En las proximidades de la Place de l’Étoile se formó un atasco. La muchedumbre llegaba a la Avenue de la Grande Armée desde todas las calles adyacentes y algunos abandonaban sus vehículos para acercarse a los concursantes. A la entrada de la discoteca, centenares de curiosos los estaban esperando.

«Todo el mundo nos quiere, ¡es genial!», le dijo Christophe, uno de los dos ganadores, a la presentadora que la cadena había enviado para cubrir la noticia.

Loana bajó del coche, vestida con un top de ganchillo rosa pálido y unos vaqueros desteñidos. Irguiéndose sobre sus tacones de cuña, desplegó su espectacular cuerpo y observó a su alrededor. Hubo quien percibió en su mirada una suerte de ausencia. O de perplejidad. O bien el trágico anuncio de un destino.

Mélanie Claux tenía entonces diecisiete años y acababa de terminar 1.º de Bachillerato humanístico en el instituto Saint-François-d’Assise de La Roche-sur-Yon. De carácter más bien introvertido, tenía pocos amigos. Aunque nunca creyó realmente que su futuro dependiera del improbable éxito de sus estudios, siempre se mostró como una alumna aplicada y obtuvo unos resultados correctos. Lo que más le gustaba era la televisión. La sensación de vacío que sentía sin poder describirla, como una suerte de inquietud o de miedo a que la vida se le escapara entre las manos, una sensación que en ocasiones se abría paso en su vientre como un pozo estrecho y sin fondo, no desaparecía hasta que no se sentaba frente a la pequeña pantalla del televisor.
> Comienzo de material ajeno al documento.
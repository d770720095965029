//! Cart state and the reducer that drives it.

use crate::catalog::Product;
use crate::error::CommerceError;
use crate::ids::ProductId;
use crate::money::Money;
use serde::{Deserialize, Serialize};

/// Maximum quantity of a single product the storefront lets a customer pick.
///
/// The reducer itself accepts any positive quantity; HTTP routes enforce
/// this bound before dispatching.
pub const MAX_QUANTITY_PER_ITEM: i64 = 10;

/// A line in the cart: a snapshot of the product at the time it was added
/// plus a quantity.
#[derive(Debug, Clone, Serialize, Deserialize, PartialEq)]
#[serde(rename_all = "camelCase")]
pub struct CartItem {
    pub id: ProductId,
    pub name: String,
    pub price: Money,
    #[serde(default)]
    pub image: String,
    #[serde(default)]
    pub brand: String,
    #[serde(default, skip_serializing_if = "Option::is_none")]
    pub model: Option<String>,
    pub quantity: i64,
}

impl CartItem {
    /// Snapshot `product` with `quantity`.
    pub fn from_product(product: &Product, quantity: i64) -> Self {
        Self {
            id: product.id,
            name: product.name.clone(),
            price: product.price,
            image: product.image.clone(),
            brand: product.brand.clone(),
            model: product.model.clone(),
            quantity,
        }
    }

    /// `price * quantity`.
    pub fn line_total(&self) -> Money {
        self.price.saturating_multiply(self.quantity)
    }
}

/// Something that can happen to a cart.
#[derive(Debug, Clone, PartialEq)]
pub enum CartAction {
    /// Add `item`, merging into an existing line with the same id.
    AddItem { item: CartItem },
    /// Drop the line with `id`.
    RemoveItem { id: ProductId },
    /// Set the quantity of `id`; zero or less removes the line.
    UpdateQuantity { id: ProductId, quantity: i64 },
    /// Back to the empty state, closed.
    Clear,
    /// Replace the items, keeping `is_open`.
    Load(Vec<CartItem>),
    /// Flip `is_open`.
    Toggle,
}

/// Cart contents plus derived totals.
///
/// `total_items` and `total_price` are recomputed from `items` by every
/// reduction and never diverge from them.
#[derive(Debug, Clone, Serialize, Deserialize, PartialEq, Default)]
#[serde(rename_all = "camelCase")]
pub struct CartState {
    pub items: Vec<CartItem>,
    pub total_items: i64,
    pub total_price: Money,
    pub is_open: bool,
}

impl CartState {
    /// The empty, closed cart.
    pub fn new() -> Self {
        Self::default()
    }

    /// Apply `action` and return the next state. `self` is untouched.
    pub fn reduce(&self, action: CartAction) -> CartState {
        match action {
            CartAction::AddItem { item } => {
                let mut items = self.items.clone();
                match items.iter().position(|line| line.id == item.id) {
                    Some(index) => {
                        let merged = items[index].quantity.saturating_add(item.quantity);
                        if merged <= 0 {
                            items.remove(index);
                        } else {
                            items[index].quantity = merged;
                        }
                    }
                    None if item.quantity > 0 => items.push(item),
                    None => {}
                }
                self.with_items(items)
            }
            CartAction::RemoveItem { id } => {
                let items = self.items.iter().filter(|line| line.id != id).cloned().collect();
                self.with_items(items)
            }
            CartAction::UpdateQuantity { id, quantity } => {
                if quantity <= 0 {
                    return self.reduce(CartAction::RemoveItem { id });
                }
                let items = self
                    .items
                    .iter()
                    .map(|line| {
                        if line.id == id {
                            CartItem {
                                quantity,
                                ..line.clone()
                            }
                        } else {
                            line.clone()
                        }
                    })
                    .collect();
                self.with_items(items)
            }
            CartAction::Clear => CartState::new(),
            CartAction::Load(items) => self.with_items(normalize(items)),
            CartAction::Toggle => CartState {
                is_open: !self.is_open,
                ..self.clone()
            },
        }
    }

    /// Line for `id`, if present.
    pub fn get(&self, id: ProductId) -> Option<&CartItem> {
        self.items.iter().find(|line| line.id == id)
    }

    pub fn is_empty(&self) -> bool {
        self.items.is_empty()
    }

    fn with_items(&self, items: Vec<CartItem>) -> CartState {
        let total_items = items
            .iter()
            .fold(0i64, |acc, line| acc.saturating_add(line.quantity));
        let total_price = items
            .iter()
            .fold(Money::zero(), |acc, line| acc.saturating_add(&line.line_total()));

        CartState {
            items,
            total_items,
            total_price,
            is_open: self.is_open,
        }
    }
}

/// Drop non-positive lines and merge duplicate ids from persisted data.
fn normalize(items: Vec<CartItem>) -> Vec<CartItem> {
    let mut merged: Vec<CartItem> = Vec::with_capacity(items.len());
    for item in items.into_iter().filter(|item| item.quantity > 0) {
        match merged.iter_mut().find(|line| line.id == item.id) {
            Some(line) => line.quantity = line.quantity.saturating_add(item.quantity),
            None => merged.push(item),
        }
    }
    merged
}

/// Check that `product` can be put in a cart.
pub fn validate_for_cart(product: &Product) -> Result<(), CommerceError> {
    if product.name.trim().is_empty() {
        return Err(CommerceError::validation("product has no name"));
    }
    if !product.price.is_positive() {
        return Err(CommerceError::validation("product has no valid price"));
    }
    Ok(())
}

#[cfg(test)]
mod tests {
    use super::*;
    use proptest::prelude::*;
    use proptest::test_runner::Config;

    fn item(id: u64, price_units: i64, quantity: i64) -> CartItem {
        CartItem {
            id: ProductId::new(id),
            name: format!("Laptop {id}"),
            price: Money::from_units(price_units),
            image: String::new(),
            brand: "Lenovo".to_string(),
            model: None,
            quantity,
        }
    }

    #[test]
    fn test_add_new_and_merge() {
        let state = CartState::new()
            .reduce(CartAction::AddItem { item: item(1, 1000, 2) })
            .reduce(CartAction::AddItem { item: item(2, 500, 1) })
            .reduce(CartAction::AddItem { item: item(1, 1000, 1) });

        assert_eq!(state.items.len(), 2);
        assert_eq!(state.get(ProductId::new(1)).unwrap().quantity, 3);
        assert_eq!(state.total_items, 4);
        assert_eq!(state.total_price, Money::from_units(3500));
    }

    #[test]
    fn test_add_keeps_first_snapshot() {
        let mut repriced = item(1, 900, 1);
        repriced.name = "Renamed".to_string();
        let state = CartState::new()
            .reduce(CartAction::AddItem { item: item(1, 1000, 1) })
            .reduce(CartAction::AddItem { item: repriced });

        let line = state.get(ProductId::new(1)).unwrap();
        assert_eq!(line.price, Money::from_units(1000));
        assert_eq!(line.name, "Laptop 1");
    }

    #[test]
    fn test_add_non_positive() {
        let state = CartState::new().reduce(CartAction::AddItem { item: item(1, 1000, 0) });
        assert!(state.is_empty());

        let state = CartState::new()
            .reduce(CartAction::AddItem { item: item(1, 1000, 2) })
            .reduce(CartAction::AddItem { item: item(1, 1000, -2) });
        assert!(state.is_empty());
        assert_eq!(state.total_items, 0);
    }

    #[test]
    fn test_update_quantity() {
        let state = CartState::new()
            .reduce(CartAction::AddItem { item: item(1, 1000, 1) })
            .reduce(CartAction::UpdateQuantity {
                id: ProductId::new(1),
                quantity: 25,
            });
        assert_eq!(state.total_items, 25);

        let removed = state.reduce(CartAction::UpdateQuantity {
            id: ProductId::new(1),
            quantity: 0,
        });
        assert!(removed.is_empty());
        assert_eq!(removed.total_price, Money::zero());
    }

    #[test]
    fn test_update_missing_is_noop() {
        let state = CartState::new().reduce(CartAction::AddItem { item: item(1, 1000, 1) });
        let next = state.reduce(CartAction::UpdateQuantity {
            id: ProductId::new(9),
            quantity: 4,
        });
        assert_eq!(next, state);
    }

    #[test]
    fn test_clear_resets_open_flag() {
        let state = CartState::new()
            .reduce(CartAction::AddItem { item: item(1, 1000, 1) })
            .reduce(CartAction::Toggle)
            .reduce(CartAction::Clear);
        assert_eq!(state, CartState::new());
    }

    #[test]
    fn test_load_normalizes() {
        let state = CartState::new()
            .reduce(CartAction::Toggle)
            .reduce(CartAction::Load(vec![
                item(1, 1000, 1),
                item(2, 500, 0),
                item(1, 1000, 2),
            ]));

        assert!(state.is_open);
        assert_eq!(state.items.len(), 1);
        assert_eq!(state.total_items, 3);
        assert_eq!(state.total_price, Money::from_units(3000));
    }

    #[test]
    fn test_reduce_is_pure() {
        let state = CartState::new().reduce(CartAction::AddItem { item: item(1, 1000, 1) });
        let before = state.clone();
        let _ = state.reduce(CartAction::Clear);
        assert_eq!(state, before);
    }

    #[test]
    fn test_json_shape() {
        let state = CartState::new().reduce(CartAction::AddItem { item: item(7, 1899, 2) });
        let json = serde_json::to_value(&state).unwrap();
        assert_eq!(json["totalItems"], 2);
        assert_eq!(json["totalPrice"], 3798);
        assert_eq!(json["isOpen"], false);
        assert_eq!(json["items"][0]["id"], 7);
        assert_eq!(json["items"][0]["price"], 1899);
    }

    fn action() -> impl Strategy<Value = CartAction> {
        prop_oneof![
            (1u64..5, 1i64..2000, -3i64..8)
                .prop_map(|(id, price, quantity)| CartAction::AddItem { item: item(id, price, quantity) }),
            (1u64..5).prop_map(|id| CartAction::RemoveItem { id: ProductId::new(id) }),
            (1u64..5, -2i64..12).prop_map(|(id, quantity)| CartAction::UpdateQuantity {
                id: ProductId::new(id),
                quantity,
            }),
            Just(CartAction::Clear),
            Just(CartAction::Toggle),
        ]
    }

    fn replay(actions: &[CartAction]) -> CartState {
        actions
            .iter()
            .fold(CartState::new(), |state, action| state.reduce(action.clone()))
    }

    proptest! {
        #![proptest_config(Config::with_cases(256))]
        #[test]
        fn totals_match_lines_after_any_actions(actions in prop::collection::vec(action(), 0..40)) {
            let state = replay(&actions);

            let quantity: i64 = state.items.iter().map(|line| line.quantity).sum();
            let price = state
                .items
                .iter()
                .fold(Money::zero(), |acc, line| acc.saturating_add(&line.price.saturating_multiply(line.quantity)));
            prop_assert_eq!(state.total_items, quantity);
            prop_assert_eq!(state.total_price, price);

            prop_assert!(state.items.iter().all(|line| line.quantity > 0));
            let mut ids: Vec<ProductId> = state.items.iter().map(|line| line.id).collect();
            ids.sort();
            ids.dedup();
            prop_assert_eq!(ids.len(), state.items.len());
        }

        #[test]
        fn zero_quantity_update_is_removal(
            actions in prop::collection::vec(action(), 0..40),
            id in 1u64..5
        ) {
            let state = replay(&actions);
            let id = ProductId::new(id);
            prop_assert_eq!(
                state.reduce(CartAction::UpdateQuantity { id, quantity: 0 }),
                state.reduce(CartAction::RemoveItem { id })
            );
        }
    }
}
A cientos de kilómetros de allí, en Bagneux, a las afueras de París, Clara Roussel miraba sola y a hurtadillas la final de Loft Story. A las puertas del Bachillerato, su innegable facilidad para el estudio y el nivel mediocre de sus compañeros de clase le permitían obtener unos resultados satisfactorios sin dar un palo al agua. Le interesaban más los chicos, con predilección por los rubios de pelo corto: un perfil en el que la competencia le parecía menos dura, pues por entonces triunfaban los morenos de pelo negro. La forma que tenía de expresarse –a menudo se metían con ella por el vocabulario que utilizaba y por su afición a las frases alambicadas–, impropia de su edad, suponía una buena baza en materia de seducción. Sus padres, una pareja de profesores muy comprometidos con la vida local y asociativa, pertenecían desde su fundación al colectivo Sonreíd, que os graban (una asociación de personas deseosas de no sucumbir a una sociedad dominada por la tecnología represiva, muy activas en la lucha contra cualquier forma de videovigilancia), un colectivo que había animado a los telespectadores a boicotear el programa y, varias semanas atrás, a vaciar sus basuras frente a la sede central de la cadena M6. Aquel día tiraron huevos, yogures, tomates y montones de desechos. Por supuesto, los padres de Clara participaron en la acción y luego se sumaron a otra ambiciosa operación orquestada por Zaléa TV (una cadena alternativa que llevó a cabo a principios de siglo un experimento inédito de televisión libre). Al menos doscientos cincuenta militantes consiguieron acercarse al chalet para liberar a los concursantes. Incluso llegaron a superar un primer muro de protección. Philippe, el padre de Clara, apareció en un pequeño reportaje emitido en el telediario de France 2.

«La Cruz Roja entra en los campos de prisioneros, ¡nosotros reclamamos el mismo derecho! Están mal alimentados, agotados, expuestos a la luz de los focos, se pasan el día llorando, ¡liberad a los rehenes!», exigió ante el micrófono de una periodista.

«¡Soltad a las gallinas!», gritaron a coro cuando una barrera de antidisturbios les impidió seguir avanzando.

Huelga decir que a los padres de Clara, que la noche de la final estaban en una reunión del colectivo debatiendo sobre el tema «¿En qué sociedad queremos vivir?», no les habría hecho ninguna gracia saber que su hija de apenas quince años iba a aprovechar su ausencia para arrellanarse en el sofá y tragarse el diabólico programa, síntoma evidente de un mundo donde todo se había vuelto mercancía, gobernado por el culto al ego.

Once millones de telespectadores siguieron aquella noche la final de Loft Story. Nunca una emisión televisiva había suscitado semejante pasión. La prensa escrita había empezado opinando profusamente sobre la llegada del nuevo formato a Francia, para poco a poco, de sorpresa en sorpresa y de revelación en revelación, dejarse atrapar en sus redes, dedicándole portadas, crónicas y debates. Durante varias semanas, sociólogos, antropólogos, psicólogos, psiquiatras, psicoanalistas, periodistas, editorialistas, escritores y ensayistas estuvieron desmenuzando el programa y los motivos de su éxito.

«Habrá un antes y un después», podía leerse aquí y allá.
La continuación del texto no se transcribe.